O resumo da ópera, para ele, é que no Brasil “essa reforma atrapalha todos”. E que o ganho de arrecadação, se aprovada, vai se concentrar nas costas de quem ganha de R$ 40 mil a R$ 83 mil por ano. “Sabe quem é esse pessoal? A classe C.” Para Maciel, “é uma fraude política”. Apresentada uma intenção inicial, os autores do texto “conseguiram reunir todo mundo contra”. Em entrevista para o “Show Business”, da Band – que foi ao ar de madrugada –, o ex-secretário da Receita Federal abre o leque e adverte: “A principal crise do país é a moral”.

A seguir, os principais trechos da conversa: “Percebo que caímos na obsessão pelas reformas. Mas quais? Lembro-me de um livro do Eça de Queiroz, ‘Da fisiologia das reformas’ – escrito no século 19. Eles queriam reformar, mas não sabiam o quê. E vale mencionar “Alice no país das maravilhas”, que chega numa encruzilhada e pergunta ao gato qual caminho deve tomar. Ele pergunta: ‘Pra onde você quer ir?’. Ela responde: ‘Não sei”. E ele responde: ‘Ah, então toma qualquer um’”.

“Esse nosso pacote, especialmente o projeto de reforma da tributação da renda, conseguiu a façanha de ser contestado por Febraban, CNI, Fiesp, Frente Parlamentar Rural. São 55 entidades representativas contra. Ninguém percebe que tem alguma coisa errada aí? A primeira motivação do projeto foi uma intenção de campanha política, de aumentar o limite de isenção do Imposto de Renda. O presidente tem poucas virtudes, mas um defeito claro é que não entende absolutamente nada de assuntos tributários. Enfim, ao se tentar fazer esse aumento de isenção, tem que criar algumas compensações. Aí já não é mais o presidente, é o Ministério de Economia. Então, o que acontece com a dita não tributação de dividendos? Ela não incide porque isso já foi tributado na pessoa jurídica. E qual a melhor maneira de se fazer? Tributar na empresa? Ou no dividendo? Ou nos dois? Isso é uma escolha técnica. Uma das grandes virtudes de tributar na empresa é prevenir uma coisa terrível chamada distribuição disfarçada de lucros, que é de controle dificílimo.”

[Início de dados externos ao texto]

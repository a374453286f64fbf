use std::path::PathBuf;

use anyhow::Result;
use clap::Parser;
use tracing_subscriber::{layer::SubscriberExt, util::SubscriberInitExt};

use urlpoll::config::{CONFIG_FILE_NAME, LOG_FILE_NAME};
use urlpoll::error::Error;
use urlpoll::scheduler::Scheduler;

#[derive(Parser)]
#[command(
    name = "urlpoll",
    version,
    about = "Continuously polls a list of URLs and logs whether each is UP or DOWN",
    long_about = None
)]
struct Cli {
    /// Application config file (JSON with targetFile and numGoRoutines)
    #[arg(short, long, default_value = CONFIG_FILE_NAME)]
    config: PathBuf,

    /// Log file rewritten on every probe record
    #[arg(long, default_value = LOG_FILE_NAME)]
    log_file: PathBuf,

    /// Enable verbose logging
    #[arg(short, long)]
    verbose: bool,

    /// Log format (text, json)
    #[arg(long, default_value = "text")]
    log_format: String,
}

#[tokio::main]
async fn main() -> Result<()> {
    let cli = Cli::parse();

    setup_tracing(&cli.log_format, cli.verbose);

    let scheduler = match Scheduler::from_files(&cli.config, &cli.log_file).await {
        Ok(scheduler) => scheduler,
        Err(e) => {
            report_startup_failure(&e);
            return Err(e.into());
        }
    };

    scheduler.run_forever().await;
    Ok(())
}

fn report_startup_failure(e: &Error) {
    tracing::error!(
        category = %e.category(),
        recoverable = e.is_recoverable(),
        error = %e,
        "Startup failed"
    );
    if let Error::Config(_) = e {
        tracing::error!("Failed to process provided JSON file containing the list of URLs");
    }
}

fn setup_tracing(format: &str, verbose: bool) {
    let default_filter = if verbose {
        "urlpoll=debug,info"
    } else {
        "urlpoll=info,warn"
    };
    let env_filter = tracing_subscriber::EnvFilter::try_from_default_env()
        .unwrap_or_else(|_| tracing_subscriber::EnvFilter::new(default_filter));

    match format {
        "json" => {
            tracing_subscriber::registry()
                .with(env_filter)
                .with(tracing_subscriber::fmt::layer().json())
                .init();
        }
        _ => {
            tracing_subscriber::registry()
                .with(env_filter)
                .with(tracing_subscriber::fmt::layer().pretty())
                .init();
        }
    }
}
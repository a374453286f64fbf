//! urlpoll - continuous URL availability poller
//!
//! A fixed pool of workers rotates a list of URLs round-robin, issues one
//! HTTP GET per visit, classifies the response as UP or DOWN and appends a
//! timestamped record to a JSON log file.
//!
//! # Architecture
//!
//! The library is organized into several modules:
//!
//! - [`config`] - Startup configuration and target list loading
//! - [`prober`] - Single HTTP probe and UP/DOWN classification
//! - [`queue`] - Shared work queue with pop/process/push rotation
//! - [`scheduler`] - Worker pool driving the rotation forever
//! - [`sink`] - In-memory log mirrored to the log file
//! - [`models`] - Outcomes, log records and the log document
//! - [`error`] - Unified error type
//!
//! # Example
//!
//! ```no_run
//! use std::path::Path;
//! use urlpoll::config::{CONFIG_FILE_NAME, LOG_FILE_NAME};
//! use urlpoll::prelude::*;
//!
//! #[tokio::main]
//! async fn main() -> Result<()> {
//!     let scheduler =
//!         Scheduler::from_files(Path::new(CONFIG_FILE_NAME), Path::new(LOG_FILE_NAME)).await?;
//!     scheduler.run_forever().await;
//!     Ok(())
//! }
//! ```

pub mod config;
pub mod error;
pub mod models;
pub mod prober;
pub mod queue;
pub mod scheduler;
pub mod sink;

/// Re-export commonly used types
pub mod prelude {
    pub use crate::config::{AppConfig, TargetList};
    pub use crate::error::{Error, ErrorCategory, Result};
    pub use crate::models::{LogRecord, LogStructure, Outcome, Status};
    pub use crate::prober::Prober;
    pub use crate::queue::{Rotation, WorkQueue};
    pub use crate::scheduler::{Scheduler, SchedulerStats};
    pub use crate::sink::LogSink;
}

// Direct re-exports for convenience
pub use models::{LogRecord, Outcome, Status};
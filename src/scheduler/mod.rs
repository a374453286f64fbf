//! Concurrent polling scheduler
//!
//! The scheduler launches a fixed pool of workers over one shared
//! [`WorkQueue`]. Each worker loops forever: rotate one entry through the
//! queue, probing it with the shared [`Prober`] and appending the record to
//! the shared [`LogSink`]. Workers coordinate only through the queue; there is
//! no fairness guarantee and no per-URL pacing.
//!
//! # Shutdown
//!
//! Production runs use [`Scheduler::run_forever`], which never returns.
//! [`Scheduler::run`] accepts a `watch` receiver so callers (tests) can stop
//! the pool. Workers check the signal between rotations only, so a rotation
//! that has started always pushes its entry back.
//!
//! ```text
//!            ┌──────────────────────────────┐
//!            │          WorkQueue           │
//!            │  [u1] [u2] [u3] ... [un]     │
//!            └───▲──────────────────────┬───┘
//!      push back │                      │ pop front
//!            ┌───┴──────────────────────▼───┐
//!            │  worker 1 .. worker N        │──► Prober ──► LogSink
//!            └──────────────────────────────┘
//! ```

use std::path::Path;
use std::sync::atomic::{AtomicU64, Ordering};
use std::sync::Arc;
use std::time::Duration;

use tokio::sync::watch;

use crate::config::AppConfig;
use crate::error::Result;
use crate::prober::Prober;
use crate::queue::{QueueError, Rotation, WorkQueue};
use crate::sink::LogSink;

/// Idle delay when every entry is currently in flight
const EMPTY_QUEUE_IDLE: Duration = Duration::from_millis(10);

/// Counters shared by all workers
#[derive(Debug, Default)]
struct Counters {
    rotations: AtomicU64,
    probes: AtomicU64,
    skipped: AtomicU64,
    idle: AtomicU64,
}

/// Snapshot of scheduler activity
#[derive(Debug, Clone, Copy, Default, PartialEq, Eq)]
pub struct SchedulerStats {
    /// Completed pop/push rotations
    pub rotations: u64,
    /// Rotations that handed a non-blank entry to the prober
    pub probes: u64,
    /// Rotations of blank entries
    pub skipped: u64,
    /// Attempts that found the queue empty
    pub idle: u64,
}

/// Fixed worker pool rotating over a shared work queue
pub struct Scheduler {
    queue: WorkQueue,
    prober: Arc<Prober>,
    sink: Arc<LogSink>,
    workers: usize,
    counters: Arc<Counters>,
}

impl Scheduler {
    pub fn new(queue: WorkQueue, prober: Arc<Prober>, sink: Arc<LogSink>, workers: usize) -> Self {
        Self {
            queue,
            prober,
            sink,
            workers,
            counters: Arc::new(Counters::default()),
        }
    }

    /// Build a scheduler the way the binary starts up
    ///
    /// Loads the config, resets the log file, loads the targets and builds
    /// the HTTP client, in that order. The log file is reset before the
    /// target list is read, so a bad target file still leaves an empty log.
    ///
    /// # Errors
    ///
    /// Returns the first failing step as an [`crate::error::Error`]; every
    /// one of them is fatal for the binary.
    pub async fn from_files(config_path: &Path, log_path: &Path) -> Result<Self> {
        let config = AppConfig::from_file(config_path)?;
        let sink = LogSink::reset(log_path).await?;
        let targets = config.load_targets()?;
        let prober = Prober::new()?;

        tracing::info!(
            config = %config_path.display(),
            target_file = %config.target_file.display(),
            workers = config.num_workers,
            urls = targets.len(),
            probeable = targets.probeable(),
            "urlpoll starting"
        );

        Ok(Self::new(
            WorkQueue::new(targets.urls),
            Arc::new(prober),
            Arc::new(sink),
            config.num_workers,
        ))
    }

    /// Handle to the queue the workers rotate over
    pub fn queue(&self) -> &WorkQueue {
        &self.queue
    }

    /// Handle to the shared log sink
    pub fn sink(&self) -> &Arc<LogSink> {
        &self.sink
    }

    pub fn stats(&self) -> SchedulerStats {
        SchedulerStats {
            rotations: self.counters.rotations.load(Ordering::Relaxed),
            probes: self.counters.probes.load(Ordering::Relaxed),
            skipped: self.counters.skipped.load(Ordering::Relaxed),
            idle: self.counters.idle.load(Ordering::Relaxed),
        }
    }

    /// Poll until the process is killed
    pub async fn run_forever(&self) -> SchedulerStats {
        // The sender stays alive for the whole call, so no shutdown ever fires
        let (_shutdown, shutdown_rx) = watch::channel(false);
        self.run(shutdown_rx).await
    }

    /// Run the worker pool until `shutdown` flips to `true`
    ///
    /// With zero workers or an empty queue no worker is started and the call
    /// simply waits for the shutdown signal.
    pub async fn run(&self, mut shutdown: watch::Receiver<bool>) -> SchedulerStats {
        let queue_len = self.queue.len().await;

        if self.workers == 0 || queue_len == 0 {
            tracing::warn!(
                workers = self.workers,
                urls = queue_len,
                "Nothing to poll; waiting without starting workers"
            );
            wait_for_shutdown(&mut shutdown).await;
            return self.stats();
        }

        tracing::info!(workers = self.workers, urls = queue_len, "Starting polling workers");

        let handles: Vec<_> = (0..self.workers)
            .map(|id| {
                let worker = Worker {
                    id,
                    queue: self.queue.clone(),
                    prober: self.prober.clone(),
                    sink: self.sink.clone(),
                    counters: self.counters.clone(),
                };
                tokio::spawn(worker.run(shutdown.clone()))
            })
            .collect();

        for result in futures::future::join_all(handles).await {
            if let Err(e) = result {
                tracing::error!(error = %e, "Polling worker terminated abnormally");
            }
        }

        let stats = self.stats();
        tracing::info!(
            rotations = stats.rotations,
            probes = stats.probes,
            skipped = stats.skipped,
            "Polling workers stopped"
        );
        stats
    }
}

async fn wait_for_shutdown(shutdown: &mut watch::Receiver<bool>) {
    // A dropped sender means nobody can ever stop us; park instead of spinning
    if shutdown.wait_for(|stop| *stop).await.is_err() {
        std::future::pending::<()>().await;
    }
}

/// One polling loop
struct Worker {
    id: usize,
    queue: WorkQueue,
    prober: Arc<Prober>,
    sink: Arc<LogSink>,
    counters: Arc<Counters>,
}

impl Worker {
    async fn run(self, shutdown: watch::Receiver<bool>) {
        tracing::debug!(worker = self.id, "Worker started");

        while !*shutdown.borrow() {
            let prober = &self.prober;
            let sink = &self.sink;

            let result = self
                .queue
                .rotate_and_process(|url| async move {
                    prober.check(&url, sink).await;
                })
                .await;

            match result {
                Ok(Rotation::Processed) => {
                    self.counters.rotations.fetch_add(1, Ordering::Relaxed);
                    self.counters.probes.fetch_add(1, Ordering::Relaxed);
                }
                Ok(Rotation::Skipped) => {
                    self.counters.rotations.fetch_add(1, Ordering::Relaxed);
                    self.counters.skipped.fetch_add(1, Ordering::Relaxed);
                    // Blank-only queues never hit an await point that yields
                    tokio::task::yield_now().await;
                }
                Err(QueueError::Empty) => {
                    self.counters.idle.fetch_add(1, Ordering::Relaxed);
                    tracing::trace!(worker = self.id, "Queue empty, all entries in flight");
                    tokio::time::sleep(EMPTY_QUEUE_IDLE).await;
                }
            }
        }

        tracing::debug!(worker = self.id, "Worker stopped");
    }
}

“Pode-se dizer que reforma tributária no Brasil sempre se resume a uma coisa simples: diminuir o meu imposto e aumentar o seu. Leva quem grita mais alto. Eu vejo nessa história uma espécie de sucateamento do Estado. O primeiro sintoma disso é uma espécie de degradação moral, houve uma banalização da corrupção. E não é só meter a mão no dinheiro público, ela também é disfarçada nas emendas, indenizações, penduricalhos. Dizem que isso tem pouca importância fiscal, essa coisa das emendas parlamentares. A questão não é o tamanho, é que isso é um instrumento da corrupção. Enquanto existirem emendas haverá corrupção. Alegam que é o exercício da função parlamentar. Não é. É apenas negociata. Não estou dizendo que toda emenda é corrupta. Mas, sim, que a emenda propicia a corrupção. Eu só acho que não se pode discutir o orçamento como um pedaço da minha pessoa, da sua…. De onde veio isso? De um erro da Constituição de 1988. Alguém, muito razoavelmente, ponderou que na feitura de um orçamento, se houvesse alguma omissão ou equívoco poderia ser revista a receita. Acontece que em todos os anos houve erro ou omissão, e as emendas viraram uma prática.”

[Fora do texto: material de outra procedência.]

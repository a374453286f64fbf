//! Unified error handling for the urlpoll crate
//!
//! Each component owns a small domain error; this module folds the ones that
//! can stop startup into a single [`Error`] enum so [`Scheduler::from_files`]
//! can propagate anything with `?`.
//!
//! # Architecture
//!
//! - [`ErrorCategory`] - Classification of errors for handling strategies
//! - [`Error`] - Unified error enum wrapping the startup domain errors
//!
//! Only startup failures ever reach the binary. Probe and persistence
//! failures during polling are logged where they happen and never leave
//! their component.
//!
//! [`Scheduler::from_files`]: crate::scheduler::Scheduler::from_files

use thiserror::Error;

// Re-export domain-specific errors for convenience
pub use crate::config::ConfigError;
pub use crate::prober::ProbeError;
pub use crate::queue::QueueError;
pub use crate::sink::SinkError;

/// Classification of errors for handling strategies
#[derive(Debug, Clone, Copy, PartialEq, Eq, Hash)]
pub enum ErrorCategory {
    /// HTTP client errors
    Network,
    /// Configuration and target list errors
    Config,
    /// Log file errors
    Storage,
}

impl ErrorCategory {
    /// Human readable label for the category
    pub fn label(&self) -> &'static str {
        match self {
            Self::Network => "network",
            Self::Config => "config",
            Self::Storage => "storage",
        }
    }
}

impl std::fmt::Display for ErrorCategory {
    fn fmt(&self, f: &mut std::fmt::Formatter<'_>) -> std::fmt::Result {
        f.write_str(self.label())
    }
}

/// Unified error type for the urlpoll crate
#[derive(Error, Debug)]
pub enum Error {
    /// Config or target file could not be read or parsed
    #[error("Config error: {0}")]
    Config(#[from] ConfigError),

    /// HTTP client could not be built
    #[error("Probe error: {0}")]
    Probe(#[from] ProbeError),

    /// Log file could not be reset
    #[error("Log sink error: {0}")]
    Sink(#[from] SinkError),
}

impl Error {
    /// Check if rerunning without touching the inputs may succeed
    pub fn is_recoverable(&self) -> bool {
        match self {
            Self::Config(_) => false,
            Self::Probe(_) => true,
            Self::Sink(SinkError::Io { source, .. }) => matches!(
                source.kind(),
                std::io::ErrorKind::Interrupted
                    | std::io::ErrorKind::WouldBlock
                    | std::io::ErrorKind::TimedOut
            ),
            Self::Sink(SinkError::Serialize(_)) => false,
        }
    }

    /// Get the error category for handling strategies
    pub fn category(&self) -> ErrorCategory {
        match self {
            Self::Config(_) => ErrorCategory::Config,
            Self::Probe(_) => ErrorCategory::Network,
            Self::Sink(_) => ErrorCategory::Storage,
        }
    }
}

/// Result type alias using the unified Error type
pub type Result<T> = std::result::Result<T, Error>;
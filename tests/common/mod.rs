//! Common test utilities

use std::sync::Arc;
use std::time::Duration;

use tempfile::TempDir;
use urlpoll::prober::Prober;
use urlpoll::queue::WorkQueue;
use urlpoll::scheduler::Scheduler;
use urlpoll::sink::LogSink;

/// Build a scheduler whose sink writes into `dir`
pub fn build_scheduler(urls: Vec<String>, workers: usize, dir: &TempDir) -> Scheduler {
    let sink = Arc::new(LogSink::new(dir.path().join("log.json")));
    Scheduler::new(
        WorkQueue::new(urls),
        Arc::new(Prober::new().expect("client should build")),
        sink,
        workers,
    )
}

/// Poll the sink until it holds at least `count` records or `timeout` passes
#[allow(dead_code)]
pub async fn wait_for_records(sink: &LogSink, count: usize, timeout: Duration) -> bool {
    let deadline = tokio::time::Instant::now() + timeout;
    while tokio::time::Instant::now() < deadline {
        if sink.len().await >= count {
            return true;
        }
        tokio::time::sleep(Duration::from_millis(10)).await;
    }
    false
}
//! Property tests for classification, rotation and log serialization

use proptest::prelude::*;
use urlpoll::models::{LogStructure, Status};
use urlpoll::queue::{Rotation, WorkQueue};

fn runtime() -> tokio::runtime::Runtime {
    tokio::runtime::Builder::new_current_thread()
        .enable_all()
        .build()
        .unwrap()
}

proptest! {
    #[test]
    fn prop_classification_matches_band(code in 0u16..1000) {
        let expected = if (200..=226).contains(&code) { Status::Up } else { Status::Down };
        prop_assert_eq!(Status::from_code(code), expected);
    }

    #[test]
    fn prop_rotation_preserves_length_and_entries(
        urls in prop::collection::vec(prop_oneof![Just(String::new()), "[a-z]{1,8}"], 1..12),
        rotations in 0usize..40,
    ) {
        let rt = runtime();
        rt.block_on(async {
            let queue = WorkQueue::new(urls.clone());
            let mut processed = 0usize;
            let mut skipped = 0usize;

            for _ in 0..rotations {
                match queue.rotate_and_process(|_| async {}).await.unwrap() {
                    Rotation::Processed => processed += 1,
                    Rotation::Skipped => skipped += 1,
                }
                assert_eq!(queue.len().await, urls.len());
            }

            assert_eq!(processed + skipped, rotations);

            let mut before = urls.clone();
            let mut after = queue.snapshot().await;
            before.sort();
            after.sort();
            assert_eq!(before, after);

            // The queue is the original list rotated left
            let shift = rotations % urls.len();
            let mut expected = urls.clone();
            expected.rotate_left(shift);
            assert_eq!(queue.snapshot().await, expected);
        });
    }

    #[test]
    fn prop_blank_entries_never_processed(
        urls in prop::collection::vec(prop_oneof![Just(String::new()), Just("  ".to_string()), "[a-z]{1,8}"], 1..12),
    ) {
        let rt = runtime();
        rt.block_on(async {
            let queue = WorkQueue::new(urls.clone());
            let seen = std::sync::Mutex::new(Vec::new());
            let seen_ref = &seen;

            // Two full cycles
            for _ in 0..urls.len() * 2 {
                queue
                    .rotate_and_process(move |url| async move {
                        seen_ref.lock().unwrap().push(url);
                    })
                    .await
                    .unwrap();
            }

            let seen = seen.into_inner().unwrap();
            let non_blank = urls.iter().filter(|u| !u.trim().is_empty()).count();
            assert_eq!(seen.len(), non_blank * 2);
            assert!(seen.iter().all(|u| !u.trim().is_empty()));
        });
    }

    #[test]
    fn prop_log_structure_round_trip(logs in prop::collection::vec(".*", 0..16)) {
        let structure = LogStructure { logs };
        let bytes = structure.to_json_pretty().unwrap();
        prop_assert_eq!(LogStructure::from_json(&bytes).unwrap(), structure);
    }
}
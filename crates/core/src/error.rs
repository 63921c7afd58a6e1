// SPDX-License-Identifier: BUSL-1.1
// Copyright (c) 2026 Alfred Jean LLC

//! Error taxonomy shared by every backend and by the lock manager

use std::time::Duration;
use thiserror::Error;

/// Boxed transport error raised by a backend driver
pub type BackendError = Box<dyn std::error::Error + Send + Sync + 'static>;

/// Errors raised by lease operations
#[derive(Debug, Error)]
pub enum LockError {
    /// TTL below the backend's floor; raised before any backend call
    #[error("invalid ttl value: {0:?}")]
    InvalidTtl(Duration),
    /// A live lease for the name exists under a different owner
    #[error("lock '{name}' held by other client")]
    LockHeld { name: String },
    /// The lease does not exist or belongs to someone else
    #[error("lock '{name}' not owned by this client")]
    NotOwned { name: String },
    /// The manager does not hold a lock with this name
    #[error("invalid lock name: {0}")]
    InvalidLock(String),
    /// The client has no open connection to its backend
    #[error("client is not connected")]
    Disconnected,
    #[error("backend error: {0}")]
    Backend(#[source] BackendError),
}

impl LockError {
    pub fn held(name: impl Into<String>) -> Self {
        Self::LockHeld { name: name.into() }
    }

    pub fn not_owned(name: impl Into<String>) -> Self {
        Self::NotOwned { name: name.into() }
    }

    /// Wrap a driver error without reinterpreting it
    pub fn backend<E>(err: E) -> Self
    where
        E: Into<BackendError>,
    {
        Self::Backend(err.into())
    }

    /// Contention is the only recoverable outcome: it drives wait-and-retry
    pub fn is_contention(&self) -> bool {
        matches!(self, Self::LockHeld { .. })
    }

    /// Ownership failures are terminal and must not be retried
    pub fn is_ownership(&self) -> bool {
        matches!(self, Self::NotOwned { .. } | Self::InvalidLock(_))
    }
}

/// Errors raised while running a command under a lock
#[derive(Debug, Error)]
pub enum ExecError {
    #[error("cannot acquire lock: {0}")]
    Acquire(#[source] LockError),
    #[error("command vetoed: {0}")]
    Vetoed(String),
    #[error("cannot start command: {0}")]
    Spawn(#[source] std::io::Error),
    #[error("cannot start heartbeat: {0}")]
    HeartbeatStart(#[source] LockError),
    /// The lease could not be renewed; the command was killed
    #[error("lock lost while command was running: {0}")]
    LeaseLost(#[source] LockError),
    #[error("cannot wait for command: {0}")]
    Wait(#[source] std::io::Error),
    /// Killed by a signal the supervisor did not send
    #[error("command killed by signal {0}")]
    Signaled(i32),
    #[error("cannot install signal handlers: {0}")]
    Signals(#[source] std::io::Error),
}

impl ExecError {
    /// Process exit code for a supervisor-side failure
    pub fn exit_code(&self) -> i32 {
        -1
    }
}

/// Reject TTLs below `floor` (zero is always rejected)
pub fn validate_ttl(ttl: Duration, floor: Duration) -> Result<(), LockError> {
    if ttl.is_zero() || ttl < floor {
        return Err(LockError::InvalidTtl(ttl));
    }
    Ok(())
}

#[cfg(test)]
#[path = "error_tests.rs"]
mod tests;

Agora, digo eu, essa reforma tributária não passa de um remendo caipira feito por um ministro da Economia trapalhão.

Nosso entrevistado tem razão: “Olha, as despesas com cota de representação parlamentar são publicadas. Alguém dá bola pra isso? Ninguém. É que o problema não está no detalhe, está no todo. A transparência também pode servir pra banalizar. Resulta no que a Hannah Arendt chamou de banalização do mal. A gente fica vendo, agora, pessoas apoiando esse negócio do voto impresso. E me pergunto: caramba, o que aconteceu? Sei que há pessoas sensatas nesse apoio, o que me deixa assustado”.

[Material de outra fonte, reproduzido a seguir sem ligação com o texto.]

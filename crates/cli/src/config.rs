// SPDX-License-Identifier: BUSL-1.1
// Copyright (c) 2026 Alfred Jean LLC

//! Settings file and command-line overrides
//!
//! Precedence: explicit flags, then the TOML file, then built-in defaults.

use anyhow::{Context, Result};
use leash_adapters::RedisOptions;
use serde::Deserialize;
use std::path::Path;
use std::time::Duration;

/// Lease store the command runs against
#[derive(Clone, Copy, Debug, Default, PartialEq, Eq, Deserialize, clap::ValueEnum)]
#[serde(rename_all = "lowercase")]
pub enum Backend {
    /// Process-local table; only useful for trying things out
    #[default]
    Memory,
    Redis,
}

#[derive(Clone, Debug, PartialEq, Eq, Deserialize)]
#[serde(default, deny_unknown_fields)]
pub struct Settings {
    pub backend: Backend,
    #[serde(with = "humantime_serde")]
    pub ttl: Duration,
    #[serde(with = "humantime_serde")]
    pub max_wait: Duration,
    pub data: String,
    #[serde(with = "humantime_serde")]
    pub heartbeat_tick: Duration,
    #[serde(with = "humantime_serde")]
    pub kill_grace: Duration,
    pub client_id: Option<String>,
    pub redis: RedisOptions,
}

impl Default for Settings {
    fn default() -> Self {
        Self {
            backend: Backend::Memory,
            ttl: Duration::from_secs(30),
            max_wait: Duration::ZERO,
            data: String::new(),
            heartbeat_tick: Duration::from_millis(10),
            kill_grace: Duration::from_secs(2),
            client_id: None,
            redis: RedisOptions::default(),
        }
    }
}

/// Values given explicitly on the command line
#[derive(Clone, Debug, Default)]
pub struct Overrides {
    pub backend: Option<Backend>,
    pub client_id: Option<String>,
    pub ttl_seconds: Option<u64>,
    pub max_wait_seconds: Option<u64>,
    pub data: Option<String>,
    pub redis_url: Option<String>,
    pub redis_namespace: Option<String>,
}

impl Settings {
    /// Read settings from a TOML file; missing keys keep their defaults
    pub fn load(path: &Path) -> Result<Self> {
        let text = std::fs::read_to_string(path)
            .with_context(|| format!("cannot read config file {}", path.display()))?;
        Self::parse(&text).with_context(|| format!("invalid config file {}", path.display()))
    }

    pub fn parse(text: &str) -> Result<Self> {
        Ok(toml::from_str(text)?)
    }

    pub fn apply(mut self, overrides: Overrides) -> Self {
        if let Some(backend) = overrides.backend {
            self.backend = backend;
        }
        if let Some(id) = overrides.client_id {
            self.client_id = Some(id);
        }
        if let Some(secs) = overrides.ttl_seconds {
            self.ttl = Duration::from_secs(secs);
        }
        if let Some(secs) = overrides.max_wait_seconds {
            self.max_wait = Duration::from_secs(secs);
        }
        if let Some(data) = overrides.data {
            self.data = data;
        }
        if let Some(url) = overrides.redis_url {
            self.redis.url = url;
        }
        if let Some(namespace) = overrides.redis_namespace {
            self.redis.namespace = namespace;
        }
        self
    }

    /// Reject values no backend can honour
    pub fn validate(&self) -> Result<()> {
        if self.ttl.is_zero() {
            anyhow::bail!("lock ttl must be positive");
        }
        if self.heartbeat_tick.is_zero() {
            anyhow::bail!("heartbeat tick must be positive");
        }
        Ok(())
    }
}

#[cfg(test)]
#[path = "config_tests.rs"]
mod tests;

“Só posso esperar que as pessoas convertam sua indignação em consciência, em convicção. Temos de ter a coragem de pensar. Aí começamos a construir uma expectativa positiva e pode-se ter esperança. Que as pessoas não desanimem, mexam-se.”

Vai ser cada vez pior a vida dos brasileiros até as próximas eleições. A política econômica é nanica e controversa. A fome, o desemprego, a desesperança tendem a aumentar. Haja paciência!